(Work order) Exactly the lines from the start of the data below through the line containing "successes are collected" must be returned, and no others.

(Given data)
-=-=-=-=-

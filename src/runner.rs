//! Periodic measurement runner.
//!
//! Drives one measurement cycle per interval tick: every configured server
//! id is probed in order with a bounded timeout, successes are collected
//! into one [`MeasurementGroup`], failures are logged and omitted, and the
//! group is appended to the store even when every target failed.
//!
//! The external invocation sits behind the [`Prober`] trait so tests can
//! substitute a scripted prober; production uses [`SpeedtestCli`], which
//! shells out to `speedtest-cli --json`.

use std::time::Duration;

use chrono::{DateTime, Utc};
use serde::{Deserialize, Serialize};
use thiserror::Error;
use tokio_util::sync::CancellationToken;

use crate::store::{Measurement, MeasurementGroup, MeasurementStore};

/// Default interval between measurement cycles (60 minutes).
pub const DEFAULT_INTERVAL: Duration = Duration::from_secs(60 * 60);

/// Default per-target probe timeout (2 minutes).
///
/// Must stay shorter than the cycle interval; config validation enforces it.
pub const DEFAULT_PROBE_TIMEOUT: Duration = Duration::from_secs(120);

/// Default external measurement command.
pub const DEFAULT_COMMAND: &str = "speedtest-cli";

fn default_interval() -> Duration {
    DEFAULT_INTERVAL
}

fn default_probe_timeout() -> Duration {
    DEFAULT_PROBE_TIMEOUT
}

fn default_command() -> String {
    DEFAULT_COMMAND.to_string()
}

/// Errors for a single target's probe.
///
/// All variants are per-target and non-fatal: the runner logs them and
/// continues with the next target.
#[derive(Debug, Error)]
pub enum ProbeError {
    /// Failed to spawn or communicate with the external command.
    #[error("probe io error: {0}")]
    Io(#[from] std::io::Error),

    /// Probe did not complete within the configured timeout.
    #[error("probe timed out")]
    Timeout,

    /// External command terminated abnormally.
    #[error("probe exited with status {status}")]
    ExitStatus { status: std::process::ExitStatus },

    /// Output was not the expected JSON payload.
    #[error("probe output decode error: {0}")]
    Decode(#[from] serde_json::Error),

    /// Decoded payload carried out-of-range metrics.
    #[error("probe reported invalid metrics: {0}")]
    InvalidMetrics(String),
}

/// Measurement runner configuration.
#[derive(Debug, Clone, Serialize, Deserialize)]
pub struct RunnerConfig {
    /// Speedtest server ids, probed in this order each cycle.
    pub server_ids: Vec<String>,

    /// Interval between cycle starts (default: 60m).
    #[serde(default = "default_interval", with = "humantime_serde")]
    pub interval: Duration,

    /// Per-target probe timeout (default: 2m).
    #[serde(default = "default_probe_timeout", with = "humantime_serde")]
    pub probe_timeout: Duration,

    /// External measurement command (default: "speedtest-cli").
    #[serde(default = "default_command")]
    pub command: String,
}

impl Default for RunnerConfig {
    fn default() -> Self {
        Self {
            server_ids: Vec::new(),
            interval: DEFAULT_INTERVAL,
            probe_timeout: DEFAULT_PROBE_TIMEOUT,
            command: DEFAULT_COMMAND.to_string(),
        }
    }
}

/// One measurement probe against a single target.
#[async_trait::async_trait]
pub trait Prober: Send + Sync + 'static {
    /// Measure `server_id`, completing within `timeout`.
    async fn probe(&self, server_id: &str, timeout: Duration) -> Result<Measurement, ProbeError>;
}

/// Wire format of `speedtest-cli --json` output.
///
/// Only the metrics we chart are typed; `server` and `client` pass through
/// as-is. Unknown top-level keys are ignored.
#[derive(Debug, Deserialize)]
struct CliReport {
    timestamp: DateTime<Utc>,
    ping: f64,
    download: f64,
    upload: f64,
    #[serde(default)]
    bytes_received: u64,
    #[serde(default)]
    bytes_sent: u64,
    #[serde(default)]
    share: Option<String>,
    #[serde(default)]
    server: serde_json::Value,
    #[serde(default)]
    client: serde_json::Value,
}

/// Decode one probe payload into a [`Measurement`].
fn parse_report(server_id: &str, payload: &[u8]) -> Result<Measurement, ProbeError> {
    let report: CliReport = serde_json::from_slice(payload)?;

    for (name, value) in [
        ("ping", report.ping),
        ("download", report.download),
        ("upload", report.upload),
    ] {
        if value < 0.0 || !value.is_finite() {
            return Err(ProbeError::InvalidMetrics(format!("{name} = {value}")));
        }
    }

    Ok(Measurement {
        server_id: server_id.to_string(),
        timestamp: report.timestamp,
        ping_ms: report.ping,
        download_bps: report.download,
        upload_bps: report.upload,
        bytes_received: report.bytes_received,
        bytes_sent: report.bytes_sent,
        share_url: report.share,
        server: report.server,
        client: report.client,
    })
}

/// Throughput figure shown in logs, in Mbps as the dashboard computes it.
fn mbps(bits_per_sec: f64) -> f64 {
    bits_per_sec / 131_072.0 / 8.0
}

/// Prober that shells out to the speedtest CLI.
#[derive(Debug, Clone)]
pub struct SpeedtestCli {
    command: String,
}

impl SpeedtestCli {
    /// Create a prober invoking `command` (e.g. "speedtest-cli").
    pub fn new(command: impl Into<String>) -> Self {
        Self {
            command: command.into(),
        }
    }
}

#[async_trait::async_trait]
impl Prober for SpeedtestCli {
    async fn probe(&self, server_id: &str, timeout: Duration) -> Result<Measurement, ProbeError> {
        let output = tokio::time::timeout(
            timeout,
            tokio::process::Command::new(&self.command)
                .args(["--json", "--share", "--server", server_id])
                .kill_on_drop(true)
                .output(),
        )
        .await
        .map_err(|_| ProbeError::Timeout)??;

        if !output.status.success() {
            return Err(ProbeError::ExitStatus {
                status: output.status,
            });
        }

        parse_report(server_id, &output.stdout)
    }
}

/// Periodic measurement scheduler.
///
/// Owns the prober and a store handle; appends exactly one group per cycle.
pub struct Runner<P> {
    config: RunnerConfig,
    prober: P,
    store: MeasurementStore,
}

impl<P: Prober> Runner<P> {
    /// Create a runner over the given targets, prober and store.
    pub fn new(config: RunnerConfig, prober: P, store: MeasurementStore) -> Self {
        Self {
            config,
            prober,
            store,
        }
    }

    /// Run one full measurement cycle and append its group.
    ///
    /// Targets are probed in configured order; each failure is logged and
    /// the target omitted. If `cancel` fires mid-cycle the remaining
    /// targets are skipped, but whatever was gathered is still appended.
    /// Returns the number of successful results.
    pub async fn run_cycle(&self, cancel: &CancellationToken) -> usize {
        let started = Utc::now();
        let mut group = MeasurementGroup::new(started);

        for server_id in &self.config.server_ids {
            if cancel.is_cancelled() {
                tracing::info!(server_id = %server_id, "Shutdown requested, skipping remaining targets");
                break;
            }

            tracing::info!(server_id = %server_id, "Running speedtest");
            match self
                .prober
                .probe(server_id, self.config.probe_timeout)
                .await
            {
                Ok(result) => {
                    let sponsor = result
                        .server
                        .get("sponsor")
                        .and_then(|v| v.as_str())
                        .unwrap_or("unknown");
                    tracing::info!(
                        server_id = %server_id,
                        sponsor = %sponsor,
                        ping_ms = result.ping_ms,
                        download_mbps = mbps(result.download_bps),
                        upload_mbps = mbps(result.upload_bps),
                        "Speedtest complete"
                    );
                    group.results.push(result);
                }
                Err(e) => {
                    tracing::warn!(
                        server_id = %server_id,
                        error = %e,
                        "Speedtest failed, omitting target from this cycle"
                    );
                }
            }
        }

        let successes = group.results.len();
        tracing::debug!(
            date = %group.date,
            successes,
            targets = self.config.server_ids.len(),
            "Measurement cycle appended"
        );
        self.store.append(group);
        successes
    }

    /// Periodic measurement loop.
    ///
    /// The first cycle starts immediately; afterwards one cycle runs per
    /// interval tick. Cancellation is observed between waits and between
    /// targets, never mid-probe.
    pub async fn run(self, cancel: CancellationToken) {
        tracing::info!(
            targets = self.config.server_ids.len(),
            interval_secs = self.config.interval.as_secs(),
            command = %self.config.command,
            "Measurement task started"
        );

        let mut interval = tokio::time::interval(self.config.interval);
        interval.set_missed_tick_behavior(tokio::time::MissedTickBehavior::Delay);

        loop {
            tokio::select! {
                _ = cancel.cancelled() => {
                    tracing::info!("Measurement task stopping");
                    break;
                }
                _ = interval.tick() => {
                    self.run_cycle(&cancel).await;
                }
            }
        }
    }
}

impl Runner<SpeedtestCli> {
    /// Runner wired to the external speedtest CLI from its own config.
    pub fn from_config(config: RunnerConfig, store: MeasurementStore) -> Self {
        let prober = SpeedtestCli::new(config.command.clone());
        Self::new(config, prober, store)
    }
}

-=-=-=-=-

(Reply)
filename src/runner.rs
//! Periodic measurement runner.
//!
//! Drives one measurement cycle per interval tick: every configured server
//! id is probed in order with a bounded timeout, successes are collected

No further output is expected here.